The child “died this morning of influenza A/H1N1 in the pediatric intensive care unit,” says the AP-HP in a statement.
The boy was “a land underlying severe cardiac involvement diagnosed at the age of three months,” he told reporters Sunday evening Professor Philippe Hubert, chief of pediatric intensive care unit at the Necker Hospital.
The child had been admitted to emergency in the night from Thursday to Friday in a hospital in the Paris region and then rapidly transferred to Necker temperature at 40 degrees and symptoms include coughing and vomiting.
The child was a disease of the myocardium (…) which could adversely evolve at a speed not known. The only therapeutic project forward if less brutal escalation of course would have been a heart transplant, said Professor Henderson.
33 patients infected with H1N1 pandemic died in France since the beginning of the epidemic: 8 in city and 25 overseas (9 in New Caledonia, French Polynesia 7, 6 to the Meeting, 1 Guyana, 1 in Martinique and 1 in Mayotte). This is the first death on a baby in France.
Mid-September, a baby of 18 months who already had a serious congenital disease, died in Martinique as a result of influenza H1N1.

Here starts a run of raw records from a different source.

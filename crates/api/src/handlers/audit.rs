//! Handler for the `/audit-log` resource.

use axum::extract::State;
use axum::Json;
use riskpilot_core::access::{authorize, Operation};
use riskpilot_db::models::audit::AuditLog;
use riskpilot_db::repositories::AuditLogRepo;

use crate::error::AppResult;
use crate::middleware::auth::AuthUser;
use crate::state::AppState;

/// Maximum number of entries returned by the audit log listing.
const AUDIT_LOG_LIMIT: i64 = 100;

/// GET /api/v1/audit-log
///
/// The most recent audit entries across all organisations. Consultant-only.
pub async fn list_recent(
    State(state): State<AppState>,
    auth_user: AuthUser,
) -> AppResult<Json<Vec<AuditLog>>> {
    authorize(Some(&auth_user.actor()), Operation::ViewAuditLog)?;
    let entries = AuditLogRepo::list_recent(&state.pool, AUDIT_LOG_LIMIT).await?;
    Ok(Json(entries))
}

For Professor Pierre Carli, President of the Necker medical community, death occurred Sunday “we remember that the flu kills and it will kill.” “This disease even if it seems benign for the vast majority of people who contract the serious cases exist. There are a few serious cases that affect people who are frail as a child who has suffered today ‘ hui but also quite random people healthy, “he said.

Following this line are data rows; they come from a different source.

use criterion::{black_box, criterion_group, criterion_main, Criterion};
use tessera_types::Bip44;

fn ed25519_sign_bench(c: &mut Criterion) {
    let kp = tessera_crypto::generate_keypair();
    let hash = [42u8; 32];

    c.bench_function("ed25519_sign_essence_hash", |b| {
        b.iter(|| tessera_crypto::sign_message(black_box(&hash), &kp.private))
    });
}

fn ed25519_verify_bench(c: &mut Criterion) {
    let kp = tessera_crypto::generate_keypair();
    let hash = [42u8; 32];
    let sig = tessera_crypto::sign_message(&hash, &kp.private);

    c.bench_function("ed25519_verify_essence_hash", |b| {
        b.iter(|| tessera_crypto::verify_signature(black_box(&hash), &sig, &kp.public))
    });
}

fn blake2b_256_1kb_bench(c: &mut Criterion) {
    let data = vec![0xCDu8; 1024];

    c.bench_function("blake2b_256_1KB", |b| {
        b.iter(|| tessera_crypto::blake2b_256(black_box(&data)))
    });
}

fn slip10_derive_bench(c: &mut Criterion) {
    let seed = [7u8; 64];
    let chain = Bip44::new(4218, 0, false, 0);

    c.bench_function("slip10_derive_bip44", |b| {
        b.iter(|| tessera_crypto::derive_keypair(black_box(&seed), &chain))
    });
}

criterion_group!(
    benches,
    ed25519_sign_bench,
    ed25519_verify_bench,
    blake2b_256_1kb_bench,
    slip10_derive_bench,
);
criterion_main!(benches);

“All this reminds us that one of the best protections we have against common influenza, but also against the new flu is vaccination,” he assured Professor Carli.
For Professor Hubert, “much has been heard about the disadvantages of vaccination without relationship to the significantly higher risk that has the flu itself: either death – what God thank you remain rare but occur – either critical illness and prolonged hospitalization, “he said.
In France, the vaccination campaign against the H1N1 virus should start for the hospital staff priority in later this week. According to the list made public by the Prime Minister, Francois Fillon, in late September, the personal health priority are those working in the neonatal and pediatric intensive care or those exposed to patients with influenza or in contact with patients with risk factors.